Meanwhile, Claire is discovering the morally grey zones herself, and not by observing them in other people. Of course, this is the girl who reacted to Brody the date rapist last season by using her car and her invulnerability to try and kill him by crashing both of them, but there is a difference between that action and what she does here, urged on by West. Brody had harmed her, had harmed other girls, and was likely to do in the future. Debbie might be obnoxious, bitchy and what not, but she had not harmed Claire; she was simply in her way to a safe alibi. She was inconvenient. And so she was removed. I dare say this in miniature is how Angela and the rest of the Elders drifted from superheroing to those various activities ominously referred to by Kaito, Angela, Linderman, Bob et al. And suddenly the West romance seems to serve another purpose than "complicate Claire's relationship with her father" and "give Claire a love interest". We had various examples of specials finding each other by now, but in none of them happened what happened to the Elders as a result. It just might to Claire.
The Maya y Alejandro plus Sylar story thread looks like it's heading a similar way. Maya already used her power deliberately to break Alejandro out of jail, but back then she let him save everyone she had harmed instantly. Now, encouraged by Sylar, she uses it without giving the people who tried to stop them from entering the US that reprieve, and thus deliberately kills them. Sylar sketches out two possible futures - either Mohinder cures him, and he kills both twins, stealing their powers, or he remains uncured and uses Maya as his personal killing tool. Which probably means neither way will happen, at least not how he envisions it. My current guess it that upon arrival in New York, he'll be frustrasted by his favourite geneticist, and will go for option b), killing Alejandro. Which, however, will then result in Maya going fury on him. (What is it with Sylar killing one co-dependent sibling of a pair in alternate time lines?)

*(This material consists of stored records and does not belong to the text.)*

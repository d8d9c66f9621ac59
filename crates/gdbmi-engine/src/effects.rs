use gdbmi_types::{Breakpoint, BreakpointId, Frame, ThreadGroupId};

/// Observable change the presentation layer should reflect.
#[derive(Debug, Clone, PartialEq, Eq)]
pub enum UiEffect {
    SetBreakpoint {
        id: BreakpointId,
        file: String,
        line: u32,
    },
    DelBreakpoint(BreakpointId),
    DelCursor(ThreadGroupId),
    JumpFrame(Frame),
}

/// Marker placements for a breakpoint: the breakpoint itself when it has a
/// source position, otherwise each located sub-location.
pub(crate) fn markers(breakpoint: &Breakpoint) -> Vec<UiEffect> {
    if let Some((file, line)) = breakpoint.source() {
        return vec![UiEffect::SetBreakpoint {
            id: breakpoint.id,
            file: file.to_string(),
            line,
        }];
    }

    breakpoint
        .sub_locations
        .iter()
        .filter_map(|loc| {
            let (file, line) = loc.source()?;
            Some(UiEffect::SetBreakpoint {
                id: loc.id,
                file: file.to_string(),
                line,
            })
        })
        .collect()
}

/// Removal of every marker [`markers`] would have placed.
pub(crate) fn unmarkers(breakpoint: &Breakpoint) -> Vec<UiEffect> {
    markers(breakpoint)
        .into_iter()
        .filter_map(|effect| match effect {
            UiEffect::SetBreakpoint { id, .. } => Some(UiEffect::DelBreakpoint(id)),
            _ => None,
        })
        .collect()
}
//! Read Loop Tests
//!
//! Unparsable output, end of stream and detaching.

use anyhow::Result;
use gdbmi_runtime::{Error, ParseErrorPolicy, SessionConfig};
use gdbmi_testing::fixtures::{PROMPT, THREAD_GROUP_ADDED};
use gdbmi_testing::{TestWorld, UiCall};

fn is_parse_report(call: &UiCall) -> bool {
    matches!(call, UiCall::AsyncError(message) if message.starts_with("Failed to parse debugger output"))
}

#[tokio::test]
async fn test_parse_error_aborts_by_default() -> Result<()> {
    // Given: the default policy
    let world = TestWorld::new()?;
    let (session, mut gdb) = world.spawn_session("main");

    // When: gdb emits a line that is not MI
    gdb.emit("this is not mi").await?;

    // Then: the error is reported and the read loop ends with it
    world.ui().wait_for("parse error", is_parse_report).await?;
    assert!(matches!(session.stop().await, Err(Error::Parse(_))));
    assert!(matches!(
        session.send("-gdb-version").await,
        Err(Error::Closed(_))
    ));
    Ok(())
}

#[tokio::test]
async fn test_parse_error_skipped_when_configured() -> Result<()> {
    let world = TestWorld::new()?.with_session_config(SessionConfig {
        on_parse_error: ParseErrorPolicy::Skip,
        ..SessionConfig::default()
    });
    let (session, mut gdb) = world.spawn_session("main");

    gdb.emit(r#"^done,value="unterminated"#).await?;
    gdb.emit(THREAD_GROUP_ADDED).await?;
    gdb.sync(&session).await?;

    assert!(world.ui().calls().iter().any(is_parse_report));
    assert_eq!(session.thread_groups().await?.len(), 1);
    session.stop().await?;
    Ok(())
}

#[tokio::test]
async fn test_prompts_and_blank_lines_are_ignored() -> Result<()> {
    let world = TestWorld::new()?;
    let (session, mut gdb) = world.spawn_session("main");

    gdb.emit(PROMPT).await?;
    gdb.emit("").await?;
    gdb.emit("(gdb) ").await?;
    gdb.sync(&session).await?;

    assert!(world.ui().calls().is_empty());
    Ok(())
}

#[tokio::test]
async fn test_end_of_output_closes_session() -> Result<()> {
    let world = TestWorld::new()?;
    let (session, gdb) = world.spawn_session("main");

    gdb.close().await?;

    // the loop ends cleanly and later commands fail
    session.stop().await?;
    assert!(matches!(
        session.breakpoints_status("a.c", 1).await,
        Err(Error::Closed(name)) if name == "main"
    ));
    Ok(())
}

#[tokio::test]
async fn test_quit_sends_exit_and_waits() -> Result<()> {
    let world = TestWorld::new()?;
    let (session, mut gdb) = world.spawn_session("main");

    let (quit, answered) = tokio::join!(session.quit(), async {
        let token = gdb.expect_command("-gdb-exit").await?;
        gdb.emit(&format!("{}^exit", token)).await?;
        gdb.close().await
    });
    answered?;
    quit?;
    assert!(session.is_closed());
    Ok(())
}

Mohinder, for his part, is discovering more of the joys of the double agent life. As in 5YG, he balks at the very moment of the injection (but doesn't kill anyone else instead). The Company getting the idea they could use the virus - to which they have the cure via Mohinder - in order to control specials is no big surprise; what is a surprise is that Bob doesn't go for the obvious blackmail option via Molly, or simply takes Mohinder prisoner. (He can't kill Mohinder as long as they can't replicate the cure, but nobody said anything about Mohinder walking around free in order to provide blood.) Instead, he comes forth with interesting hints about some dangerous special named "Adam", whom we hear more of in another plot thread, and gives Mohinder what is fastly becoming the traditional speech each of the Elders has to recite at least once. (Made shady choices in my past, check, regret some of those, check, but they were necessary, check, now we're all in trouble, and you, young person, are needed, check.) It's an interesting juxtaposition the other Horned Rimmed Glasses wearer being far more ruthless in getting what he wants in Odessa, Ukraine, and further muddies the waters. Not that it means we can trust Bob one bit, but it furthers the impression he's not the moustache twirling evil type but a human being.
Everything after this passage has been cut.